**Exercise**
Write out every line exactly, from the first line of the records below through the line that contains "pub fn set(&mut".

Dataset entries
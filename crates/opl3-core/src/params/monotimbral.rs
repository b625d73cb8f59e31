//! Monotimbral parameter surface
//!
//! One modulator, carrier and channel template shared by every voice slot.
//! Expansion copies the templates into the per-voice storage of slots
//! 0..[`MAX_VOICES`] and keeps the rhythm section switched off.

use super::store::{default_channel_value, default_operator_value};
use super::{
    normalize, ChannelField, GlobalField, MonoParamId, OperatorField, ParamId, ParameterStore,
};
use crate::layout::{ChannelId, OperatorRole};
use opl3_common::MAX_VOICES;

/// Template values of the monotimbral surface
#[derive(Debug, Clone, PartialEq)]
pub struct MonotimbralParams {
    modulator: [f32; OperatorField::COUNT],
    carrier: [f32; OperatorField::COUNT],
    channel: [f32; ChannelField::COUNT],
    tremolo_depth: f32,
    vibrato_depth: f32,
}

impl MonotimbralParams {
    /// Templates initialized from the factory patch of channel 0.
    pub fn new() -> Self {
        let ch0 = ChannelId::FIRST;
        let modulator = ch0.operator(OperatorRole::Modulator);
        let carrier = ch0.operator(OperatorRole::Carrier);
        MonotimbralParams {
            modulator: OperatorField::ALL.map(|f| default_operator_value(modulator, f)),
            carrier: OperatorField::ALL.map(|f| default_operator_value(carrier, f)),
            channel: ChannelField::ALL.map(default_channel_value),
            tremolo_depth: 0.0,
            vibrato_depth: 0.0,
        }
    }

    fn slot_mut(&mut self, id: MonoParamId) -> &mut f32 {
        match id {
            MonoParamId::Modulator(field) => &mut self.modulator[field.index()],
            MonoParamId::Carrier(field) => &mut self.carrier[field.index()],
            MonoParamId::Channel(field) => &mut self.channel[field.index()],
            MonoParamId::TremoloDepth => &mut self.tremolo_depth,
            MonoParamId::VibratoDepth => &mut self.vibrato_depth,
        }
    }

    /// Store `value` (clamped to [0, 1]).
    pub fn set(&mut self, id: MonoParamId, value: f32) {
        *self.slot_mut(id) = normalize(value);
    }

    /// Stored value of `id`.
    pub fn get(&self, id: MonoParamId) -> f32 {
        match id {
            MonoParamId::Modulator(field) => self.modulator[field.index()],
            MonoParamId::Carrier(field) => self.carrier[field.index()],
            MonoParamId::Channel(field) => self.channel[field.index()],
            MonoParamId::TremoloDepth => self.tremolo_depth,
            MonoParamId::VibratoDepth => self.vibrato_depth,
        }
    }

    /// Store by flat index; returns `false` (and does nothing) when out of range.
    pub fn set_index(&mut self, index: usize, value: f32) -> bool {
        match MonoParamId::from_index(index) {
            Some(id) => {
                self.set(id, value);
                true
            }
            None => false,
        }
    }

    /// Value at a flat index, or 0 when out of range.
    pub fn get_index(&self, index: usize) -> f32 {
        MonoParamId::from_index(index).map_or(0.0, |id| self.get(id))
    }

    /// Broadcast the templates into the per-voice storage of every voice slot.
    ///
    /// Channels beyond the voice pool keep their own values. Rhythm mode and the
    /// five drum enables are forced off.
    pub fn expand_into(&self, store: &mut ParameterStore) {
        for ch in ChannelId::all().take(MAX_VOICES) {
            let modulator = ch.operator(OperatorRole::Modulator);
            let carrier = ch.operator(OperatorRole::Carrier);
            for field in OperatorField::ALL {
                store.set(ParamId::Operator(modulator, field), self.modulator[field.index()]);
                store.set(ParamId::Operator(carrier, field), self.carrier[field.index()]);
            }
            for field in ChannelField::ALL {
                store.set(ParamId::Channel(ch, field), self.channel[field.index()]);
            }
        }

        store.set(ParamId::Global(GlobalField::TremoloDepth), self.tremolo_depth);
        store.set(ParamId::Global(GlobalField::VibratoDepth), self.vibrato_depth);
        for field in &GlobalField::ALL[GlobalField::RhythmMode.index()..] {
            store.set(ParamId::Global(*field), 0.0);
        }
    }
}

impl Default for MonotimbralParams {
    fn default() -> Self {
        Self::new()
    }
}
//! Backend trait abstraction for OPL3 chip implementations
//!
//! This module defines the interface the register core drives, whether the
//! implementation is a full emulation or a register mirror used for tests.

/// Common interface for OPL3 chip backends
///
/// The register core never inspects envelope or oscillator state; it only
/// resets the device, writes registers and pulls stereo frames.
///
/// # Example
///
/// ```
/// use opl3_common::Opl3Backend;
///
/// struct Silence;
///
/// impl Opl3Backend for Silence {
///     fn reset(&mut self, _sample_rate: f32) {}
///     fn write_register(&mut self, _addr: u16, _value: u8) {}
///     fn generate(&mut self) -> (i16, i16) {
///         (0, 0)
///     }
/// }
///
/// let mut chip = Silence;
/// chip.reset(44_100.0);
/// chip.write_register(0x1B0, 0x20);
/// assert_eq!(chip.generate(), (0, 0));
/// ```
pub trait Opl3Backend {
    /// Re-initialize the device for a new output sample rate
    ///
    /// Clears every register and silences all channels.
    fn reset(&mut self, sample_rate: f32);

    /// Write to an OPL3 register
    ///
    /// # Arguments
    ///
    /// * `addr` - Composite address `(bank << 8) | offset`, bank 0 or 1
    /// * `value` - Register value (0x00-0xFF)
    fn write_register(&mut self, addr: u16, value: u8);

    /// Produce one interleaved stereo frame
    ///
    /// Call once per output audio frame.
    fn generate(&mut self) -> (i16, i16);

    /// Render frames into caller-provided left/right buffers
    ///
    /// Converts each sample to a float in [-1.0, 1.0). Renders
    /// `min(left.len(), right.len())` frames; this avoids per-call allocations.
    fn generate_into(&mut self, left: &mut [f32], right: &mut [f32]) {
        for (l, r) in left.iter_mut().zip(right.iter_mut()) {
            let (sl, sr) = self.generate();
            *l = crate::sample_to_f32(sl);
            *r = crate::sample_to_f32(sr);
        }
    }
}

impl<B: Opl3Backend + ?Sized> Opl3Backend for &mut B {
    fn reset(&mut self, sample_rate: f32) {
        (**self).reset(sample_rate)
    }

    fn write_register(&mut self, addr: u16, value: u8) {
        (**self).write_register(addr, value)
    }

    fn generate(&mut self) -> (i16, i16) {
        (**self).generate()
    }
}

#[cfg(test)]
mod tests {
    use super::*;

    struct Ramp {
        next: i16,
    }

    impl Opl3Backend for Ramp {
        fn reset(&mut self, _sample_rate: f32) {
            self.next = 0;
        }

        fn write_register(&mut self, _addr: u16, _value: u8) {}

        fn generate(&mut self) -> (i16, i16) {
            let out = (self.next, -self.next);
            self.next = self.next.saturating_add(16_384);
            out
        }
    }

    #[test]
    fn test_generate_into_converts_frames() {
        let mut chip = Ramp { next: 0 };
        let mut left = [1.0f32; 3];
        let mut right = [1.0f32; 3];
        chip.generate_into(&mut left, &mut right);

        approx::assert_abs_diff_eq!(left[0], 0.0);
        approx::assert_abs_diff_eq!(left[1], 0.5);
        approx::assert_abs_diff_eq!(right[1], -0.5);
        approx::assert_abs_diff_eq!(left[2], 1.0 - 1.0 / 32_768.0, epsilon = 1e-6);
    }

    #[test]
    fn test_generate_into_uses_shorter_buffer() {
        let mut chip = Ramp { next: 0 };
        let mut left = [9.0f32; 4];
        let mut right = [9.0f32; 2];
        chip.generate_into(&mut left, &mut right);

        assert_eq!(left[2], 9.0);
        assert_eq!(left[3], 9.0);
        assert_eq!(chip.next, i16::MAX);
    }

    #[test]
    fn test_mut_reference_forwards() {
        fn drive<B: Opl3Backend>(mut chip: B) -> (i16, i16) {
            chip.generate();
            chip.generate()
        }

        let mut chip = Ramp { next: 0 };
        assert_eq!(drive(&mut chip), (16_384, -16_384));
        assert_eq!(chip.next, i16::MAX);
    }
}
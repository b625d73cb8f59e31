//! MIDI channel-voice message decoding
//!
//! Only the subset the synth reacts to is decoded. Anything else, including
//! truncated messages and running status, decodes to `None` and is ignored.

/// Controller number for All Sound Off.
pub const CC_ALL_SOUND_OFF: u8 = 120;

/// Controller number for All Notes Off.
pub const CC_ALL_NOTES_OFF: u8 = 123;

/// Centre value of a 14-bit pitch bend.
pub const PITCH_BEND_CENTER: u16 = 0x2000;

const DATA_MASK: u8 = 0x7F;

/// A decoded MIDI message
#[derive(Debug, Clone, Copy, PartialEq, Eq)]
pub enum MidiMessage {
    /// 0x9n
    NoteOn {
        /// MIDI channel (0-15)
        channel: u8,
        /// Note number
        note: u8,
        /// Velocity; 0 means NoteOff
        velocity: u8,
    },
    /// 0x8n
    NoteOff {
        /// MIDI channel (0-15)
        channel: u8,
        /// Note number
        note: u8,
    },
    /// 0xBn
    ControlChange {
        /// MIDI channel (0-15)
        channel: u8,
        /// Controller number
        controller: u8,
        /// Controller value
        value: u8,
    },
    /// 0xEn
    PitchBend {
        /// MIDI channel (0-15)
        channel: u8,
        /// 14-bit bend amount, centre at [`PITCH_BEND_CENTER`]
        value: u16,
    },
}

impl MidiMessage {
    /// Decode a three-byte channel-voice message.
    ///
    /// Data bytes are masked to 7 bits.
    pub fn from_bytes(bytes: &[u8]) -> Option<Self> {
        let [status, data1, data2, ..] = *bytes else {
            return None;
        };
        let channel = status & 0x0F;
        let (data1, data2) = (data1 & DATA_MASK, data2 & DATA_MASK);

        match status & 0xF0 {
            0x80 => Some(MidiMessage::NoteOff {
                channel,
                note: data1,
            }),
            0x90 => Some(MidiMessage::NoteOn {
                channel,
                note: data1,
                velocity: data2,
            }),
            0xB0 => Some(MidiMessage::ControlChange {
                channel,
                controller: data1,
                value: data2,
            }),
            0xE0 => Some(MidiMessage::PitchBend {
                channel,
                value: (data2 as u16) << 7 | data1 as u16,
            }),
            _ => None,
        }
    }

    /// MIDI channel the message was sent on.
    pub fn channel(&self) -> u8 {
        match *self {
            MidiMessage::NoteOn { channel, .. }
            | MidiMessage::NoteOff { channel, .. }
            | MidiMessage::ControlChange { channel, .. }
            | MidiMessage::PitchBend { channel, .. } => channel,
        }
    }

    /// Whether this is a CC 120 or CC 123, which both release every voice.
    pub fn is_all_off(&self) -> bool {
        matches!(
            self,
            MidiMessage::ControlChange {
                controller: CC_ALL_SOUND_OFF | CC_ALL_NOTES_OFF,
                ..
            }
        )
    }
}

**Response for this exercise**
filename crates/opl3-core/src/params/monotimbral.rs
repository b625d73cb8f59e31
//! Monotimbral parameter surface
//!
//! One modulator, carrier and channel template shared by every voice slot.
//! Expansion copies the templates into the per-voice storage of slots
//! 0..[`MAX_VOICES`] and keeps the rhythm section switched off.

use super::store::{default_channel_value, default_operator_value};
use super::{
    normalize, ChannelField, GlobalField, MonoParamId, OperatorField, ParamId, ParameterStore,
};
use crate::layout::{ChannelId, OperatorRole};
use opl3_common::MAX_VOICES;

/// Template values of the monotimbral surface
#[derive(Debug, Clone, PartialEq)]
pub struct MonotimbralParams {
    modulator: [f32; OperatorField::COUNT],
    carrier: [f32; OperatorField::COUNT],
    channel: [f32; ChannelField::COUNT],
    tremolo_depth: f32,
    vibrato_depth: f32,
}

impl MonotimbralParams {
    /// Templates initialized from the factory patch of channel 0.
    pub fn new() -> Self {
        let ch0 = ChannelId::FIRST;
        let modulator = ch0.operator(OperatorRole::Modulator);
        let carrier = ch0.operator(OperatorRole::Carrier);
        MonotimbralParams {
            modulator: OperatorField::ALL.map(|f| default_operator_value(modulator, f)),
            carrier: OperatorField::ALL.map(|f| default_operator_value(carrier, f)),
            channel: ChannelField::ALL.map(default_channel_value),
            tremolo_depth: 0.0,
            vibrato_depth: 0.0,
        }
    }

    fn slot_mut(&mut self, id: MonoParamId) -> &mut f32 {
        match id {
            MonoParamId::Modulator(field) => &mut self.modulator[field.index()],
            MonoParamId::Carrier(field) => &mut self.carrier[field.index()],
            MonoParamId::Channel(field) => &mut self.channel[field.index()],
            MonoParamId::TremoloDepth => &mut self.tremolo_depth,
            MonoParamId::VibratoDepth => &mut self.vibrato_depth,
        }
    }

    /// Store `value` (clamped to [0, 1]).
    pub fn set(&mut self, id: MonoParamId, value: f32) {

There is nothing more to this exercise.